# Battery life suddenly dropped



## GreenLightPC (Jul 14, 2011)

For some reason, my battery life used to be about 1 minute per percentage (a full charge would be 100 mins or slightly more). However, since yesterday, my battery life has been half that, a full charge will only last about 40-50 minutes now. I have changed nothing with my laptop and I have many power saving settings enabled (I have even made a YouTube video saying how to save battery life). I do complete charge cycles to maintain battery life. At the moment, my estimate time remaining is 29 mins with 59% remaining.

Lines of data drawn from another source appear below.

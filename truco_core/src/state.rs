use crate::card::{Card, Rank, Ranking};
use crate::config::TableConfig;
use crate::decision::DecisionProvider;
use crate::error::TrucoError;
use crate::trick::{Play, TrickTally};
use crate::trump::Trump;
use crate::wager::Wager;
use rand::SeedableRng;
use rand::rngs::StdRng;
use serde::{Deserialize, Serialize};
use std::fmt;
use uuid::Uuid;

pub type MatchId = Uuid;
/// 座位号。两队交替就座：偶数座位属于 [`Team::One`]，奇数座位属于 [`Team::Two`]
pub type Seat = usize;

pub const HAND_SIZE: usize = 3;

#[derive(Debug, Clone, Copy, PartialEq, Eq, Hash, Serialize, Deserialize)]
pub enum Team {
    One,
    Two,
}

impl Team {
    pub fn of_seat(seat: Seat) -> Team {
        if seat % 2 == 0 { Team::One } else { Team::Two }
    }

    pub fn opponent(self) -> Team {
        match self {
            Team::One => Team::Two,
            Team::Two => Team::One,
        }
    }
}

impl fmt::Display for Team {
    fn fmt(&self, f: &mut fmt::Formatter) -> fmt::Result {
        write!(f, "{}", match self {
            Team::One => "Team 1",
            Team::Two => "Team 2",
        })
    }
}

#[derive(Debug, Clone, Serialize, Deserialize)]
pub struct Player {
    pub seat: Seat,
    pub name: String,
    pub team: Team,
    pub hand: Vec<Card>,  // 手牌，出牌后移除
}

/// 比分
#[derive(Debug, Clone, Copy, Default, PartialEq, Eq, Serialize, Deserialize)]
pub struct Scoreboard {
    pub team_one: u8,
    pub team_two: u8,
}

impl Scoreboard {
    pub fn get(&self, team: Team) -> u8 {
        match team {
            Team::One => self.team_one,
            Team::Two => self.team_two,
        }
    }

    /// 给 `team` 加分，最多加到 `target`
    pub fn award(&mut self, team: Team, points: u8, target: u8) {
        let slot = match team {
            Team::One => &mut self.team_one,
            Team::Two => &mut self.team_two,
        };
        *slot = slot.saturating_add(points).min(target);
    }

    pub fn leader_at(&self, target: u8) -> Option<Team> {
        if self.team_one >= target {
            Some(Team::One)
        } else if self.team_two >= target {
            Some(Team::Two)
        } else {
            None
        }
    }
}

#[derive(Debug, Clone, Copy, PartialEq, Eq, Serialize, Deserialize)]
pub enum HandPhase {
    Dealt,
    Trick(u8),
    Settled,
}

/// 一手牌的临时状态，结算后丢弃
#[derive(Debug, Clone, Serialize, Deserialize)]
pub struct HandState {
    pub number: u32,
    pub phase: HandPhase,
    pub trump: Trump,
    pub wager: Wager,
    /// 本墩第一个出牌的座位
    pub lead: Seat,
    /// 本墩桌上的牌，按出牌顺序
    pub table: Vec<Play>,
    pub tally: TrickTally,
}

impl HandState {
    pub fn new(number: u32, trump: Trump, lead: Seat) -> HandState {
        HandState {
            number,
            phase: HandPhase::Dealt,
            trump,
            wager: Wager::new(),
            lead,
            table: Vec::new(),
            tally: TrickTally::default(),
        }
    }

    /// 当前墩号（从 1 开始），第一墩开始前为 0
    pub fn trick_number(&self) -> u8 {
        match self.phase {
            HandPhase::Dealt => 0,
            HandPhase::Trick(n) => n,
            HandPhase::Settled => self.tally.played(),
        }
    }

    pub fn begin_trick(&mut self) -> u8 {
        let next = self.trick_number() + 1;
        self.phase = HandPhase::Trick(next);
        self.table.clear();
        next
    }

    /// 从领出者开始绕桌一圈，每个座位一次
    pub fn play_order(&self, seats: usize) -> Vec<Seat> {
        (0..seats).map(|i| (self.lead + i) % seats).collect()
    }
}

/// 其他座位看到的桌面牌，`None` 表示扣下的牌
#[derive(Debug, Clone, Copy, PartialEq, Eq, Serialize, Deserialize)]
pub struct TableCard {
    pub seat: Seat,
    pub team: Team,
    pub card: Option<Card>,
}

/// 某个座位做决定时能看到的信息。
/// 每次询问重新生成，不包含其他玩家的手牌。
#[derive(Debug, Clone, Serialize, Deserialize)]
pub struct TableView {
    pub seat: Seat,
    pub team: Team,
    pub hand: Vec<Card>,
    pub hand_number: u32,
    pub trick_number: u8,
    pub table: Vec<TableCard>,
    pub wager_value: u8,
    pub last_raiser: Option<Team>,
    pub indicator: Card,
    pub trump_rank: Rank,
    pub tally: TrickTally,
    pub scores: Scoreboard,
    pub match_target: u8,
}

impl TableView {
    /// 从第二墩开始才能扣牌
    pub fn can_conceal(&self) -> bool {
        self.trick_number >= 2
    }

    /// 桌上已出牌中的最大牌力
    pub fn table_best(&self, ranking: &Ranking) -> u8 {
        self.table
            .iter()
            .filter_map(|t| t.card)
            .map(|c| ranking.power(&c, self.trump_rank))
            .max()
            .unwrap_or(0)
    }
}

/// 一个座位：名字和替它做决定的一方
pub struct SeatAssignment {
    pub name: String,
    pub provider: Box<dyn DecisionProvider>,
}

impl SeatAssignment {
    pub fn new(name: impl Into<String>, provider: Box<dyn DecisionProvider>) -> SeatAssignment {
        SeatAssignment { name: name.into(), provider }
    }
}

/// 一场比赛 (match)：座位、比分和轮转。拥有全部可变的比赛状态；
/// 每手牌的 [`HandState`] 只在打牌期间存在。
pub struct TrucoMatch {
    pub(crate) id: MatchId,
    pub(crate) config: TableConfig,
    pub(crate) ranking: Ranking,
    pub(crate) players: Vec<Player>,
    pub(crate) providers: Vec<Box<dyn DecisionProvider>>,
    pub(crate) scores: Scoreboard,
    /// 下一手牌第一墩的首家
    pub(crate) starter: Seat,
    pub(crate) hands_played: u32,
    pub(crate) tied_hands: u32,
    pub(crate) rng: StdRng,
}

impl TrucoMatch {
    /// 座位按桌上顺序给出，两队交替
    pub fn new(config: TableConfig, seats: Vec<SeatAssignment>) -> Result<TrucoMatch, TrucoError> {
        TrucoMatch::with_ranking(config, Ranking::STANDARD, seats)
    }

    pub fn with_ranking(
        config: TableConfig,
        ranking: Ranking,
        seats: Vec<SeatAssignment>,
    ) -> Result<TrucoMatch, TrucoError> {
        config.validate()?;
        if seats.len() != config.seats() {
            return Err(TrucoError::SeatCount { expected: config.seats(), got: seats.len() });
        }

        let rng = match config.seed {
            Some(seed) => StdRng::seed_from_u64(seed),
            None => StdRng::from_os_rng(),
        };
        let (players, providers): (Vec<Player>, Vec<Box<dyn DecisionProvider>>) = seats
            .into_iter()
            .enumerate()
            .map(|(seat, assignment)| {
                let player = Player { seat, name: assignment.name, team: Team::of_seat(seat), hand: Vec::new() };
                (player, assignment.provider)
            })
            .unzip();

        Ok(TrucoMatch {
            id: Uuid::new_v4(),
            config,
            ranking,
            players,
            providers,
            scores: Scoreboard::default(),
            starter: 0,
            hands_played: 0,
            tied_hands: 0,
            rng,
        })
    }

    pub fn id(&self) -> MatchId {
        self.id
    }

    pub fn players(&self) -> &[Player] {
        &self.players
    }

    pub fn scores(&self) -> Scoreboard {
        self.scores
    }

    pub fn hands_played(&self) -> u32 {
        self.hands_played
    }

    pub fn starter(&self) -> Seat {
        self.starter
    }

    pub fn winner(&self) -> Option<Team> {
        self.scores.leader_at(self.config.match_target)
    }

    /// 交给 `seat` 决策方的快照：自己的手牌、遮住扣牌的桌面和比分
    pub fn view_for(&self, seat: Seat, hand: &HandState) -> TableView {
        let table = hand
            .table
            .iter()
            .map(|p| TableCard {
                seat: p.seat,
                team: p.team,
                card: if p.card.is_concealed { None } else { Some(p.card) },
            })
            .collect();

        TableView {
            seat,
            team: Team::of_seat(seat),
            hand: self.players[seat].hand.clone(),
            hand_number: hand.number,
            trick_number: hand.trick_number(),
            table,
            wager_value: hand.wager.value(),
            last_raiser: hand.wager.last_raiser(),
            indicator: hand.trump.indicator,
            trump_rank: hand.trump.rank,
            tally: hand.tally,
            scores: self.scores,
            match_target: self.config.match_target,
        }
    }
}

I have not been doing anyting intensive like video encoding or gaming lately. Why has it suddenly dropped?

Is it a hardware fault?

My laptop is only about 6 months old, and the battery life for the laptop is notoriously low anyway. I have the Toshiba satellite A660-11M.

Is this a hardware issue?


What can be done to resolve this issue?


----------



## aciid (Jul 18, 2008)

Hi GreenLightPC,

Just doublecheck your Task Manager and monitor the CPU/MEM usage and see that they're not running skyhigh. If all is well and you're on powersaver plans, its most likely a hardware fault.

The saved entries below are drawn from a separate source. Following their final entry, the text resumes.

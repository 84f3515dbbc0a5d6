//! # Truco 核心规则库
//!
//! 这个 `core` crate 包含 Truco (巴西 truco paulista 变体) 的全部规则:
//! 牌力与 manilha 计算、每墩胜负判定、truco 加注协商以及手牌/比赛计分。
//! 玩家的决策通过 [`DecisionProvider`] 接口注入，与具体实现（控制台、AI）解耦。

mod card;
mod config;
mod decision;
mod error;
mod logic;
mod message;
mod state;
mod strategy;
mod trick;
mod trump;
mod wager;

pub use card::*;

pub use config::*;

pub use decision::*;

pub use error::*;

pub use logic::*;

pub use message::*;

pub use state::*;

pub use strategy::*;

pub use trick::*;

pub use trump::*;

pub use wager::*;
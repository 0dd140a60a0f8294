use futures_util::future::BoxFuture;
use serde_json::Value;
use std::fmt;
use std::time::Duration;

use crate::api::error::TransportError;

#[derive(Debug, Clone, Copy, PartialEq, Eq)]
pub enum Method {
    Get,
    Post,
    Put,
    Patch,
    Delete,
}

impl fmt::Display for Method {
    fn fmt(&self, f: &mut fmt::Formatter<'_>) -> fmt::Result {
        let s = match self {
            Method::Get => "GET",
            Method::Post => "POST",
            Method::Put => "PUT",
            Method::Patch => "PATCH",
            Method::Delete => "DELETE",
        };
        f.write_str(s)
    }
}

impl From<Method> for reqwest::Method {
    fn from(m: Method) -> Self {
        match m {
            Method::Get => reqwest::Method::GET,
            Method::Post => reqwest::Method::POST,
            Method::Put => reqwest::Method::PUT,
            Method::Patch => reqwest::Method::PATCH,
            Method::Delete => reqwest::Method::DELETE,
        }
    }
}

#[derive(Debug, Clone)]
pub enum FormPart {
    Text { name: String, value: String },
    File { name: String, file_name: String, mime: Option<String>, bytes: Vec<u8> },
}

#[derive(Debug, Clone, Default)]
pub enum Body {
    #[default]
    Empty,
    Json(Value),
    Form(Vec<FormPart>),
}

impl Body {
    pub fn is_form(&self) -> bool {
        matches!(self, Body::Form(_))
    }
}

/// A fully resolved request, ready for the wire.
#[derive(Debug, Clone)]
pub struct HttpRequest {
    pub method: Method,
    pub url: String,
    pub headers: Vec<(String, String)>,
    pub body: Body,
    pub timeout: Duration,
}

impl HttpRequest {
    pub fn header(&self, name: &str) -> Option<&str> {
        self.headers
            .iter()
            .find(|(k, _)| k.eq_ignore_ascii_case(name))
            .map(|(_, v)| v.as_str())
    }
}

#[derive(Debug, Clone)]
pub struct HttpResponse {
    pub status: u16,
    pub content_type: Option<String>,
    pub body: String,
}

impl HttpResponse {
    pub fn is_success(&self) -> bool {
        (200..300).contains(&self.status)
    }

    pub fn is_json(&self) -> bool {
        self.content_type
            .as_deref()
            .map(|ct| ct.to_ascii_lowercase().contains("json"))
            .unwrap_or(false)
    }
}

/// The wire seam of [`crate::api::client::ApiClient`].
pub trait Transport: Send + Sync {
    fn send(&self, req: HttpRequest) -> BoxFuture<'_, Result<HttpResponse, TransportError>>;
}

pub struct ReqwestTransport {
    http: reqwest::Client,
}

impl ReqwestTransport {
    pub fn new() -> Result<Self, TransportError> {
        let http = reqwest::Client::builder()
            .user_agent(concat!("exam-portal-client/", env!("CARGO_PKG_VERSION")))
            .build()
            .map_err(|e| TransportError::Request { url: String::new(), detail: e.to_string() })?;
        Ok(Self { http })
    }

    fn build_form(url: &str, parts: Vec<FormPart>) -> Result<reqwest::multipart::Form, TransportError> {
        let mut form = reqwest::multipart::Form::new();
        for part in parts {
            form = match part {
                FormPart::Text { name, value } => form.text(name, value),
                FormPart::File { name, file_name, mime, bytes } => {
                    let mut p = reqwest::multipart::Part::bytes(bytes).file_name(file_name);
                    if let Some(m) = mime {
                        p = p.mime_str(&m).map_err(|e| TransportError::Request {
                            url: url.to_string(),
                            detail: e.to_string(),
                        })?;
                    }
                    form.part(name, p)
                }
            };
        }
        Ok(form)
    }

    async fn execute(&self, req: HttpRequest) -> Result<HttpResponse, TransportError> {
        let url = req.url.clone();
        let mut builder = self
            .http
            .request(req.method.into(), &req.url)
            .timeout(req.timeout);
        for (k, v) in &req.headers {
            builder = builder.header(k.as_str(), v.as_str());
        }
        builder = match req.body {
            Body::Empty => builder,
            Body::Json(value) => builder.body(value.to_string()),
            Body::Form(parts) => builder.multipart(Self::build_form(&url, parts)?),
        };

        let resp = builder.send().await.map_err(|e| map_reqwest_error(&url, e))?;
        let status = resp.status().as_u16();
        let content_type = resp
            .headers()
            .get(reqwest::header::CONTENT_TYPE)
            .and_then(|v| v.to_str().ok())
            .map(str::to_string);
        let body = resp.text().await.map_err(|e| map_reqwest_error(&url, e))?;
        Ok(HttpResponse { status, content_type, body })
    }
}

impl Transport for ReqwestTransport {
    fn send(&self, req: HttpRequest) -> BoxFuture<'_, Result<HttpResponse, TransportError>> {
        Box::pin(self.execute(req))
    }
}

fn map_reqwest_error(url: &str, e: reqwest::Error) -> TransportError {
    if e.is_timeout() {
        TransportError::Timeout { url: url.to_string() }
    } else if e.is_builder() {
        TransportError::Request { url: url.to_string(), detail: e.to_string() }
    } else {
        TransportError::Connect { url: url.to_string(), detail: e.to_string() }
    }
}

If you run your computer docked in/with power attached all the time, the battery also takes damage quicker. So if you're sitting alot with the powercable plugged in, you might want to consider having 2 batteries. One for when you're home/plugged in, one for travels. According to your post you've taken good care of it, its just so that you know.

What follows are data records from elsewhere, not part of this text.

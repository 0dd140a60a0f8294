use once_cell::sync::Lazy;
use serde::{Deserialize, Deserializer};
use serde_json::Value;

pub static RUNTIME: Lazy<tokio::runtime::Runtime> = Lazy::new(|| {
    tokio::runtime::Builder::new_multi_thread()
        .enable_all()
        .build()
        .expect("Failed to build Tokio runtime")
});

pub fn spawn_async<F>(fut: F)
where
    F: std::future::Future<Output = ()> + Send + 'static,
{
    match tokio::runtime::Handle::try_current() {
        Ok(handle) => {
            handle.spawn(fut);
        }
        Err(_) => {
            RUNTIME.spawn(fut);
        }
    }
}

pub fn normalize_url(input: &str) -> String {
    let trimmed = input.trim();
    if trimmed.is_empty() {
        return String::new();
    }
    if trimmed.starts_with("http://") || trimmed.starts_with("https://") {
        trimmed.trim_end_matches('/').to_string()
    } else {
        format!("https://{}", trimmed.trim_end_matches('/'))
    }
}

pub fn is_absolute_url(path: &str) -> bool {
    let lower = path.trim_start().to_ascii_lowercase();
    lower.starts_with("http://") || lower.starts_with("https://")
}

/// Joins a base URL and a request path without doubling or dropping slashes.
pub fn join_url(base: &str, path: &str) -> String {
    let base = base.trim_end_matches('/');
    if path.is_empty() {
        return base.to_string();
    }
    if path.starts_with('/') {
        format!("{}{}", base, path)
    } else {
        format!("{}/{}", base, path)
    }
}

/// Unwraps the `{ data: ... }` / `{ Data: ... }` / `{ result: ... }` envelopes the
/// backend services put around payloads. Returns the value untouched otherwise.
pub fn unwrap_data(value: Value) -> Value {
    match value {
        Value::Object(mut map) => {
            for key in ["data", "Data", "result", "Result"] {
                if let Some(inner) = map.remove(key) {
                    if !inner.is_null() {
                        return inner;
                    }
                }
            }
            Value::Object(map)
        }
        other => other,
    }
}

/// Pulls a list out of a response that is either a bare array or an object
/// wrapping one under a handful of common keys.
pub fn unwrap_list(value: Value) -> Vec<Value> {
    match unwrap_data(value) {
        Value::Array(items) => items,
        Value::Object(mut map) => {
            for key in ["items", "Items", "records", "Records", "list", "List"] {
                if let Some(Value::Array(items)) = map.remove(key) {
                    return items;
                }
            }
            Vec::new()
        }
        _ => Vec::new(),
    }
}

/// First string found under any of `keys`.
pub fn pick_str<'a>(value: &'a Value, keys: &[&str]) -> Option<&'a str> {
    keys.iter()
        .filter_map(|k| value.get(*k))
        .find_map(|v| v.as_str().filter(|s| !s.is_empty()))
}

/// Accepts ids sent either as JSON numbers or as numeric strings.
pub fn de_id<'de, D>(deserializer: D) -> Result<i64, D::Error>
where
    D: Deserializer<'de>,
{
    let raw = Value::deserialize(deserializer)?;
    Ok(value_to_i64(&raw).unwrap_or_default())
}

pub fn de_opt_id<'de, D>(deserializer: D) -> Result<Option<i64>, D::Error>
where
    D: Deserializer<'de>,
{
    let raw = Option::<Value>::deserialize(deserializer)?;
    Ok(raw.as_ref().and_then(value_to_i64))
}

/// Treats an explicit `null` like a missing key.
pub fn de_null_default<'de, D, T>(deserializer: D) -> Result<T, D::Error>
where
    D: Deserializer<'de>,
    T: Default + Deserialize<'de>,
{
    Ok(Option::<T>::deserialize(deserializer)?.unwrap_or_default())
}

/// Accepts string ids, numeric ids and nulls; numbers become their decimal text.
pub fn de_string_id<'de, D>(deserializer: D) -> Result<String, D::Error>
where
    D: Deserializer<'de>,
{
    let raw = Option::<Value>::deserialize(deserializer)?;
    Ok(match raw {
        Some(Value::String(s)) => s,
        Some(Value::Number(n)) => n.to_string(),
        _ => String::new(),
    })
}

pub fn value_to_i64(value: &Value) -> Option<i64> {
    match value {
        Value::Number(n) => n.as_i64(),
        Value::String(s) => s.trim().parse().ok(),
        _ => None,
    }
}

pub fn truncate(text: &str, max_chars: usize) -> String {
    if text.chars().count() <= max_chars {
        text.to_string()
    } else {
        let cut: String = text.chars().take(max_chars).collect();
        format!("{}…", cut)
    }
}

#[cfg(test)]
mod tests {
    use super::*;
    use serde_json::json;

    #[test]
    fn normalize_url_adds_scheme_and_strips_slash() {
        assert_eq!(normalize_url("api.example.com/"), "https://api.example.com");
        assert_eq!(normalize_url(" http://localhost:5000/ "), "http://localhost:5000");
        assert_eq!(normalize_url(""), "");
    }

    #[test]
    fn join_url_handles_slashes() {
        assert_eq!(join_url("http://a/", "/Exams"), "http://a/Exams");
        assert_eq!(join_url("http://a", "Exams"), "http://a/Exams");
    }

    #[test]
    fn unwrap_list_accepts_envelopes() {
        assert_eq!(unwrap_list(json!([1, 2])).len(), 2);
        assert_eq!(unwrap_list(json!({"data": [1]})).len(), 1);
        assert_eq!(unwrap_list(json!({"Data": {"Items": [1, 2, 3]}})).len(), 3);
        assert!(unwrap_list(json!({"message": "x"})).is_empty());
    }

    #[test]
    fn pick_str_skips_empty_values() {
        let v = json!({"message": "", "Message": "Lỗi"});
        assert_eq!(pick_str(&v, &["message", "Message"]), Some("Lỗi"));
    }
}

The default batteries aren't really known for its lifelong lifetime im afraid. Consider getting a new larger-cell battery for your laptop.


----------



## GreenLightPC (Jul 14, 2011)

Thanks for replying

If my battery runs out, i plug it in during use but then unplug it at around 95%. I checked the task manager and my CPU was only running at around 4% (which is normal) and everything else seemed fine also.

Today, everything seems to be back to normal again, it seems to just have been then two days that my battery had a short lifespan... not sure why, but if it doesn't happen again I am not worried


----------